BEGIN Excerpted data
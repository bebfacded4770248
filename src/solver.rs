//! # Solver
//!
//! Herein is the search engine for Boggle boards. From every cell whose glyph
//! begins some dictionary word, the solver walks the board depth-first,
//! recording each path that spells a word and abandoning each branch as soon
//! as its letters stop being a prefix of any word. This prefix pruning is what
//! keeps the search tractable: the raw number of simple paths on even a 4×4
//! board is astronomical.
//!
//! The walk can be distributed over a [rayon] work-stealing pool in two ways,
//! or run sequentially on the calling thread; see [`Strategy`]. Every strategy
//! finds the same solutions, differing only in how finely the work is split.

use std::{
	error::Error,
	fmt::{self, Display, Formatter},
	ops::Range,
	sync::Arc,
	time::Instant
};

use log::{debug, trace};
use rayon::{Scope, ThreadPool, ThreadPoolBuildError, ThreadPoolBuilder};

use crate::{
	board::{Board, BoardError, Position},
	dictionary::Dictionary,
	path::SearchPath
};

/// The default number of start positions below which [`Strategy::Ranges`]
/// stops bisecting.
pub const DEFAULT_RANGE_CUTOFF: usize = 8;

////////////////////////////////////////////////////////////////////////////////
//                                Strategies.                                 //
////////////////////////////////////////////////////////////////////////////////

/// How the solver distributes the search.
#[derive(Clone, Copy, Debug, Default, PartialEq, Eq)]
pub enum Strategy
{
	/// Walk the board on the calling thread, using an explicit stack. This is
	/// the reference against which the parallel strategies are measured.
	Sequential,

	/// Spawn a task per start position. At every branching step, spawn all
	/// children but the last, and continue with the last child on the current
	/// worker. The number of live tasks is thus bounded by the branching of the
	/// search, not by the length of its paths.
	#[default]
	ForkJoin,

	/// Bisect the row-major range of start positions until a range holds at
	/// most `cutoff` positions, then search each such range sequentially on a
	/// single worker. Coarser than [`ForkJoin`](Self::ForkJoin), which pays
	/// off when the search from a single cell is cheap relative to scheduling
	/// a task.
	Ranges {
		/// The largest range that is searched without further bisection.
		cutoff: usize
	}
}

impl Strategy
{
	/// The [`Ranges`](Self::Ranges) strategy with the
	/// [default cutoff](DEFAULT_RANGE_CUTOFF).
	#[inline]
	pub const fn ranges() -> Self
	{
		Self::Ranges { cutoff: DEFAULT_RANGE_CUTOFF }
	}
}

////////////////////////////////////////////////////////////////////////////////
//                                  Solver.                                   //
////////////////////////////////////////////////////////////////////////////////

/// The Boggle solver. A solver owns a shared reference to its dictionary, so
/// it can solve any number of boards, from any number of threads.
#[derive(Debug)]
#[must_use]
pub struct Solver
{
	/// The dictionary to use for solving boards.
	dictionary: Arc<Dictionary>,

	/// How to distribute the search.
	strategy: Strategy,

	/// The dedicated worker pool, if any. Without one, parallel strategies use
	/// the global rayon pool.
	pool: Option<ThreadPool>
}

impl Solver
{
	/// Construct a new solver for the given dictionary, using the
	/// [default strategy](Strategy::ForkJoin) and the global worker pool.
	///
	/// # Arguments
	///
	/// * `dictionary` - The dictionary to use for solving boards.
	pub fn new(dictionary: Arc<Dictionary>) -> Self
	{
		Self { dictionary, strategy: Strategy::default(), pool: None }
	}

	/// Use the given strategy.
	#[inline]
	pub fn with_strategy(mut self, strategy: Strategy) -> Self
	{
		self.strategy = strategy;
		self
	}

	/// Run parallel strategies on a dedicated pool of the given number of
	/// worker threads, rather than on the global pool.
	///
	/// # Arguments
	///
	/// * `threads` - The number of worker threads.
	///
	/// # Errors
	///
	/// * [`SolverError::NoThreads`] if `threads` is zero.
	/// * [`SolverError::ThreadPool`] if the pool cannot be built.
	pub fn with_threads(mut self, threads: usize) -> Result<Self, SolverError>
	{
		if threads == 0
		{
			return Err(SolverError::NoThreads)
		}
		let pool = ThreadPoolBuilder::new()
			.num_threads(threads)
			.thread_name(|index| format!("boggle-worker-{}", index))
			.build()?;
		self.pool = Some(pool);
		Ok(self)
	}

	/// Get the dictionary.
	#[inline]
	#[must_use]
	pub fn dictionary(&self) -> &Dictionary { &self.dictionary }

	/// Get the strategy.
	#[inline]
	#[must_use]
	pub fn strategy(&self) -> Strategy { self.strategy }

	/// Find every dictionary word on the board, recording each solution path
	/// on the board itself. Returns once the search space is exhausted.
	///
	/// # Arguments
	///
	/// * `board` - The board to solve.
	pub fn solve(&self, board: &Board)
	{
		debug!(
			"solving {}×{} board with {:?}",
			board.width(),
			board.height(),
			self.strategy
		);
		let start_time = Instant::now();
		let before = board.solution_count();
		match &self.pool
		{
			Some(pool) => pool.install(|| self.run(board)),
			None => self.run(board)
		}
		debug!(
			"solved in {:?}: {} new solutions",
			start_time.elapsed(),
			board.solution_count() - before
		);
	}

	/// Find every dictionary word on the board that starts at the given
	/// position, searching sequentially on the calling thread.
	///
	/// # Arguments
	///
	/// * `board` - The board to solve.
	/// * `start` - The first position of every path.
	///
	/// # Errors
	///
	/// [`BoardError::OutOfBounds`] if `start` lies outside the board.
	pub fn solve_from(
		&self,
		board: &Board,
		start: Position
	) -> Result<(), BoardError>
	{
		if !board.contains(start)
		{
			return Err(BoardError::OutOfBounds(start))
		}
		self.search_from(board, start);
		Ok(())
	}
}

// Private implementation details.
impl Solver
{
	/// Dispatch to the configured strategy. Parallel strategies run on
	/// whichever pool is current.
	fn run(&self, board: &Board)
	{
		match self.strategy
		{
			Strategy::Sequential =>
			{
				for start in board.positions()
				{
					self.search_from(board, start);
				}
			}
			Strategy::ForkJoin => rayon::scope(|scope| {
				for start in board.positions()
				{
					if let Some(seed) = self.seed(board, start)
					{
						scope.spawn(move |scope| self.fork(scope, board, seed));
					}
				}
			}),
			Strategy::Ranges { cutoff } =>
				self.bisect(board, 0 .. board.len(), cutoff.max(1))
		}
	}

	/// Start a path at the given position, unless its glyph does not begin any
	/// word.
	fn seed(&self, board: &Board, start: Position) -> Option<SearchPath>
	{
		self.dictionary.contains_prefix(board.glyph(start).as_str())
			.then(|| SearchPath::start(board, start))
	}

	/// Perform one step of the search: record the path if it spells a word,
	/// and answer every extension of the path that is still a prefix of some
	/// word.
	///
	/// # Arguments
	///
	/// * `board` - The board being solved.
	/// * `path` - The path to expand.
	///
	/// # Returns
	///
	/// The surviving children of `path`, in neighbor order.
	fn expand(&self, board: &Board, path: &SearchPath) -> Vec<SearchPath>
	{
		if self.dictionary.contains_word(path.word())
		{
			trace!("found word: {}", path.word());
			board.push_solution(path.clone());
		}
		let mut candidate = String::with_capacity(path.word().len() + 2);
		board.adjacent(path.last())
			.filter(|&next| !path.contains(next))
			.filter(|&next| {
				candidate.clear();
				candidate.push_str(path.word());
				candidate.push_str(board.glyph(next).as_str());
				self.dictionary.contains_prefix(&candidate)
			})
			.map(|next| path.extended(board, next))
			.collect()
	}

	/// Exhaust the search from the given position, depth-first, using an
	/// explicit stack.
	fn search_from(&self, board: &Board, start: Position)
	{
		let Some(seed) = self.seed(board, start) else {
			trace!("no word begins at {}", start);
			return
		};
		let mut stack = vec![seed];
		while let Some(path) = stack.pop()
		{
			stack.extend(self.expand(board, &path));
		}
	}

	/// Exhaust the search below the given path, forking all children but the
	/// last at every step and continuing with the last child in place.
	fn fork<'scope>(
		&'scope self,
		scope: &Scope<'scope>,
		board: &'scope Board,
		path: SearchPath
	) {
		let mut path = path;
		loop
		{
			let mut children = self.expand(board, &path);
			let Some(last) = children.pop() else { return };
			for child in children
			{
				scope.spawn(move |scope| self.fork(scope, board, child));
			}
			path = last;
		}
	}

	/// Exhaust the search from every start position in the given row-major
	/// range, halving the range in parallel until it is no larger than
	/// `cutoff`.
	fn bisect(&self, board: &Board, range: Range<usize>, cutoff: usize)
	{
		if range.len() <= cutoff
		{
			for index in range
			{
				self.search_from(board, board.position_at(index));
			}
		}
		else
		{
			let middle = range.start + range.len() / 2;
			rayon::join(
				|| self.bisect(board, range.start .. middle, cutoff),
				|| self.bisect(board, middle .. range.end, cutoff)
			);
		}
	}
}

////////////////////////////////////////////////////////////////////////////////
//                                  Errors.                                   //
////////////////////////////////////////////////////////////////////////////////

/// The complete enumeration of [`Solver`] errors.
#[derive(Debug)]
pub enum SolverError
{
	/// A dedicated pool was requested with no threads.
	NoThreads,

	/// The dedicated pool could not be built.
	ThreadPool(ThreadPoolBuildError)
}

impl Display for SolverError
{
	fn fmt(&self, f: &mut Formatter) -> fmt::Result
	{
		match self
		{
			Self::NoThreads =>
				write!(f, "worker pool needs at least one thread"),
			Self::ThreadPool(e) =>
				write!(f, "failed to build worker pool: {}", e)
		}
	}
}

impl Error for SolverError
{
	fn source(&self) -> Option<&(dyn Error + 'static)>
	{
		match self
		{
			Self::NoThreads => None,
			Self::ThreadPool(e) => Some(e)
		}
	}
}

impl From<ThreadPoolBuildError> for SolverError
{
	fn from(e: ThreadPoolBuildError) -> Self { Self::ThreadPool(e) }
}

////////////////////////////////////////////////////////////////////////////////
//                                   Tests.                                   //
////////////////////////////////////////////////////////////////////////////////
END Excerpted data
BEGIN Excerpted data
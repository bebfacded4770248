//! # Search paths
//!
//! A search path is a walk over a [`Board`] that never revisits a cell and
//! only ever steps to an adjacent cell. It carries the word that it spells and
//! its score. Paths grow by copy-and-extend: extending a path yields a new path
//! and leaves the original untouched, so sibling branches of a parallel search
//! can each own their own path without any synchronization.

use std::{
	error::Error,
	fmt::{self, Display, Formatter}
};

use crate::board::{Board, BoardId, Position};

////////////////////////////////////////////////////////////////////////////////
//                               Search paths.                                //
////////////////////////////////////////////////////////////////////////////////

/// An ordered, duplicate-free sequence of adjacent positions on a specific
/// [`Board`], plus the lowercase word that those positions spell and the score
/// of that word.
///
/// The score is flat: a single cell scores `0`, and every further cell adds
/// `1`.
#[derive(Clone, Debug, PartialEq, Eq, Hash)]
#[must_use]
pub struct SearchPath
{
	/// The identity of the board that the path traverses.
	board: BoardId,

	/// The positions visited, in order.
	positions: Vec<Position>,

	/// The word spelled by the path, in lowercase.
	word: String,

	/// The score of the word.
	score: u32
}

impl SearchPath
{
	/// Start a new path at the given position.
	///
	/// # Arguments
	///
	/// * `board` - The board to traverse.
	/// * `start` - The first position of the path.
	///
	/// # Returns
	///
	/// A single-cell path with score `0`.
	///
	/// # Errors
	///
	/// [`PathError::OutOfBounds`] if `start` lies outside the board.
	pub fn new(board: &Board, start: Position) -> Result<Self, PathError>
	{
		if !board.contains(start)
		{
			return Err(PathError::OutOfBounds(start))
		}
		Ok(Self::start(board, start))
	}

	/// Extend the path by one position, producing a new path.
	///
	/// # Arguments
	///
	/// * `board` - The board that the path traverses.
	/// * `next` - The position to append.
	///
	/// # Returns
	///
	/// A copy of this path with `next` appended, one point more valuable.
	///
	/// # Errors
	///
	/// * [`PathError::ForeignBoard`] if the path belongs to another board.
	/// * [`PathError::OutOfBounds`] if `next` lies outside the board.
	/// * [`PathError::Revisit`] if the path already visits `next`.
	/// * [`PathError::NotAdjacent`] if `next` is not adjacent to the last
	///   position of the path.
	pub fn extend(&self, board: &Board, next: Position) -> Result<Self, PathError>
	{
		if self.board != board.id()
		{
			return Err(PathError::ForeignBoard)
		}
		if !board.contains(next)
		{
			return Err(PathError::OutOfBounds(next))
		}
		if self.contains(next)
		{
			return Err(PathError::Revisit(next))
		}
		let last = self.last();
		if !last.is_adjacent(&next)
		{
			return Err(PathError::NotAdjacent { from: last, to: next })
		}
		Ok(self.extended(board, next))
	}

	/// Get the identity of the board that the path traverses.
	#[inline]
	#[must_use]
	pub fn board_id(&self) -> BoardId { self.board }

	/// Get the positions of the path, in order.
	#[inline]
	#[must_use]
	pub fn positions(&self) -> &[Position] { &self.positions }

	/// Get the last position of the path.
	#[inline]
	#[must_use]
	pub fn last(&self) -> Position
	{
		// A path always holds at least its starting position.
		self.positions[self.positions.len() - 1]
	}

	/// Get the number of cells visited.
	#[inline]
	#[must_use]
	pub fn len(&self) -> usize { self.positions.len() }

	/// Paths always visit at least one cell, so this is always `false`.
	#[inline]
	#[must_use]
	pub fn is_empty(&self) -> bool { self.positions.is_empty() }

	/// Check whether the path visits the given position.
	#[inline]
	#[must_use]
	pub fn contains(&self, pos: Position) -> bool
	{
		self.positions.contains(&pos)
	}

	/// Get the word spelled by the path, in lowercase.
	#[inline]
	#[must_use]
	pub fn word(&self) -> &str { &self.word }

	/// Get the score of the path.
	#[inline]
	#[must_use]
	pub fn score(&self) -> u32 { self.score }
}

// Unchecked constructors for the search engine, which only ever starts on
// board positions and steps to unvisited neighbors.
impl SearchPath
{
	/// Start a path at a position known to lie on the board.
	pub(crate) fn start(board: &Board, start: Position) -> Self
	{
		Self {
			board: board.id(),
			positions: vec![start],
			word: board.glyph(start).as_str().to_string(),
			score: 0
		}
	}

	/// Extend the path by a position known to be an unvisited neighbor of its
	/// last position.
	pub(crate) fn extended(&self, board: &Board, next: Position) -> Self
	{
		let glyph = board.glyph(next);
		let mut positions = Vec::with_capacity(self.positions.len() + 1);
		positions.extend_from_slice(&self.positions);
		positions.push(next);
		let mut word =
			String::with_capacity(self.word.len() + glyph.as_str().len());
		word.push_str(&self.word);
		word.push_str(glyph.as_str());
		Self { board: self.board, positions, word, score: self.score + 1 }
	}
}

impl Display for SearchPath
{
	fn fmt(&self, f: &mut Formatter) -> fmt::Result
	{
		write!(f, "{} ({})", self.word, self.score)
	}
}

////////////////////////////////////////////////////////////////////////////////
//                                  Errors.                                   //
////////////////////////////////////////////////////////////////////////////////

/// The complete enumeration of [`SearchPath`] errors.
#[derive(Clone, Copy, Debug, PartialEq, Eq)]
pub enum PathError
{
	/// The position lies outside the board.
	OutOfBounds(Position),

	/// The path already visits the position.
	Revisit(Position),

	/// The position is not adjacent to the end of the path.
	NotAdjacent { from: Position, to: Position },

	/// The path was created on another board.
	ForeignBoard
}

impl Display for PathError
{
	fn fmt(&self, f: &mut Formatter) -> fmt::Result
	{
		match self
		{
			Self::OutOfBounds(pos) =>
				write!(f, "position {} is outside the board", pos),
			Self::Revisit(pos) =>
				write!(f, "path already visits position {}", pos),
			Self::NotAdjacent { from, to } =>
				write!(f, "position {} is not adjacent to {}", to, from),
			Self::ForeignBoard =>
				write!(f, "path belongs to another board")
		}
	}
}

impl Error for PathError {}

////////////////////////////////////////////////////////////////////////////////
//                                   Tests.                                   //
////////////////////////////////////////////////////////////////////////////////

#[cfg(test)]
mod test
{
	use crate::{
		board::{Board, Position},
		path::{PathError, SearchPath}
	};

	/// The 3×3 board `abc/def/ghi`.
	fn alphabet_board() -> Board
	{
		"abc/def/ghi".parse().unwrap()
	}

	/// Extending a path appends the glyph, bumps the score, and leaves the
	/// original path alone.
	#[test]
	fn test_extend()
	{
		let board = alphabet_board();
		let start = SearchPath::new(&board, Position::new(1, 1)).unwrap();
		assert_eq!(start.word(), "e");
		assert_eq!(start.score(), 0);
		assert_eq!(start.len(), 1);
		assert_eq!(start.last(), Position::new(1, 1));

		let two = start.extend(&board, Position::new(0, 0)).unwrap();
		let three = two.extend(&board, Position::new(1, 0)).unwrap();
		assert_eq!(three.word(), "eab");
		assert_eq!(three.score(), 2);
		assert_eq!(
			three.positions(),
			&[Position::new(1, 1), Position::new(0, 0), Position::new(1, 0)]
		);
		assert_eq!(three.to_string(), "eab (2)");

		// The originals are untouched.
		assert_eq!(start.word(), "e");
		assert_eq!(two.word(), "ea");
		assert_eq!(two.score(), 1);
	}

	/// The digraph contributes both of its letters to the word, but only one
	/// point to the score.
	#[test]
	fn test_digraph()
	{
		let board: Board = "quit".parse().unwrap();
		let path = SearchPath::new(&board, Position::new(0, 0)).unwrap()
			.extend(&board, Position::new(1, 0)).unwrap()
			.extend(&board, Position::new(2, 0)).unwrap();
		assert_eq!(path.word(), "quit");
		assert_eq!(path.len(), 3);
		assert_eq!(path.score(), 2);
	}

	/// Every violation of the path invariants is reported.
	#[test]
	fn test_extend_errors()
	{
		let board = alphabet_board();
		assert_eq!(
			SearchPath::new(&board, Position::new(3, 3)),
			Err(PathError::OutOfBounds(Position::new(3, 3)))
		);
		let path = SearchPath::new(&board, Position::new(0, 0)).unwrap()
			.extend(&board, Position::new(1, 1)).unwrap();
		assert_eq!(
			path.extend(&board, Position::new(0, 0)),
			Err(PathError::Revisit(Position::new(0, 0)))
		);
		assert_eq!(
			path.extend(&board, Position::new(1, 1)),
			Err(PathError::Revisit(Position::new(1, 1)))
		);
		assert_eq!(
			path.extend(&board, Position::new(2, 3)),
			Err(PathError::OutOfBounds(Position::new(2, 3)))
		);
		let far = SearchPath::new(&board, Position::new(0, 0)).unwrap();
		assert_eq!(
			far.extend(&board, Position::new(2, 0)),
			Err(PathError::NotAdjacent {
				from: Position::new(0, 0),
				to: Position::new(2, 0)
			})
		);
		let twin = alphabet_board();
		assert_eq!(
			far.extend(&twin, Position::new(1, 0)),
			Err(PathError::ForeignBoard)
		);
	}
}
END Excerpted data
(Goal of the exercise): Going through the records, work out how many lines contain the word "enumeration". Please answer with the number only.

(Solution for this problem): 2